There is a discourse focused on rentierism in Venezuela that goes as follows: “We must leave behind rentierism. We must become a productive country.” This is reflected today in President Nicolas Maduro’s claim that “we must end our oil culture, our rentier culture.” Do you believe that oil is really a curse for Venezuela?

I don’t. But it is the case that the problem with oil and gas rents and the “distortion” that they create in the economy has long been an object of study and debate. The Norwegians call it the “Venezuela effect” and have tried to avoid the “distortion” by allowing only a very small percentage of the income generated by their oil industry to enter the economy. Others call it the “Dutch disease.”

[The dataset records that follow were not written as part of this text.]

//! Pipeline configuration.
//!
//! Every key is optional; a missing file section falls back to the defaults
//! below, so an empty `fundflow.toml` is a valid configuration.

use chrono::NaiveDate;
use fundflow_core::data::{YahooEndpoints, DEFAULT_ISHARES_BASE_URL};
use fundflow_core::series::DEFAULT_WINDOW_DAYS;
use fundflow_core::ConfigError;
use serde::{Deserialize, Serialize};
use std::path::{Path, PathBuf};
use std::time::Duration;

/// File locations, window length, pacing and provider endpoints for a run.
#[derive(Debug, Clone, Serialize, Deserialize, PartialEq)]
#[serde(default)]
pub struct PipelineConfig {
    /// Ticker list (TOML or JSON by extension).
    pub tickers_file: PathBuf,

    /// Persisted shares history table.
    pub history_csv: PathBuf,

    /// Root of the Parquet price cache.
    pub price_cache_dir: PathBuf,

    /// Directory receiving one `{SYMBOL}.json` report per fund.
    pub output_dir: PathBuf,

    /// Calendar days of flow records kept in each report.
    pub window_days: i64,

    /// Pause after every historical snapshot request.
    pub request_delay_ms: u64,

    /// First date a backfill asks for when `--start` is not given.
    /// Written as a quoted `"YYYY-MM-DD"` string.
    pub backfill_start: NaiveDate,

    /// Holdings kept in each report.
    pub top_holdings: usize,

    pub ishares_base_url: String,
    pub yahoo_chart_url: String,
    pub yahoo_summary_url: String,
    pub yahoo_cookie_url: String,
    pub yahoo_crumb_url: String,
}

impl Default for PipelineConfig {
    fn default() -> Self {
        let yahoo = YahooEndpoints::default();
        Self {
            tickers_file: PathBuf::from("tickers.toml"),
            history_csv: PathBuf::from("data/shares_history.csv"),
            price_cache_dir: PathBuf::from("data/prices"),
            output_dir: PathBuf::from("public/data"),
            window_days: DEFAULT_WINDOW_DAYS,
            request_delay_ms: 1500,
            backfill_start: NaiveDate::from_ymd_opt(2025, 7, 1).unwrap_or_default(),
            top_holdings: 10,
            ishares_base_url: DEFAULT_ISHARES_BASE_URL.to_string(),
            yahoo_chart_url: yahoo.chart,
            yahoo_summary_url: yahoo.summary,
            yahoo_cookie_url: yahoo.cookie,
            yahoo_crumb_url: yahoo.crumb,
        }
    }
}

impl PipelineConfig {
    pub fn from_file(path: &Path) -> Result<Self, ConfigError> {
        let content = std::fs::read_to_string(path).map_err(|source| ConfigError::Read {
            path: path.to_path_buf(),
            source,
        })?;
        Self::from_toml(&content)
    }

    pub fn from_toml(content: &str) -> Result<Self, ConfigError> {
        let config: Self =
            toml::from_str(content).map_err(|e| ConfigError::Parse(e.to_string()))?;
        if config.window_days <= 0 {
            return Err(ConfigError::Parse(format!(
                "window_days must be positive, got {}",
                config.window_days
            )));
        }
        Ok(config)
    }

    /// Load `path` if given, otherwise use the defaults.
    pub fn load_or_default(path: Option<&Path>) -> Result<Self, ConfigError> {
        match path {
            Some(p) => Self::from_file(p),
            None => Ok(Self::default()),
        }
    }

    pub fn request_delay(&self) -> Duration {
        Duration::from_millis(self.request_delay_ms)
    }

    pub fn yahoo_endpoints(&self) -> YahooEndpoints {
        YahooEndpoints {
            chart: self.yahoo_chart_url.clone(),
            summary: self.yahoo_summary_url.clone(),
            cookie: self.yahoo_cookie_url.clone(),
            crumb: self.yahoo_crumb_url.clone(),
        }
    }
}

The truth is that Venezuela is the owner of enormous profits that are not the result of human labor carried out in Venezuela but rather an international monopolistic structure. Our wealth has a very specific origin: we are owners of something that is finite, a scarce resource that is universally necessary… This has a great potential to foster a diversification of the economy. But it can also have a negative effect on the productive apparatus.

It is true that when you introduce an overwhelmingly rentier component [profits not derived from labor carried out in the nation itself] into a developed capitalist economy, as would be the case in Norway, it tends to create distortions. But that is not the Venezuelan case. When oil exploration began here, this was not a developed country. We had nothing to protect. We were the poorest nation in the continent, a country that had passed through two savage wars (the Independence War and the Federal War), a country with stilted population growth, with illiteracy and malaria. It was a country without a notion of “nation,” without frontiers, a no man’s land. Venezuela was the most abandoned territory on the continent.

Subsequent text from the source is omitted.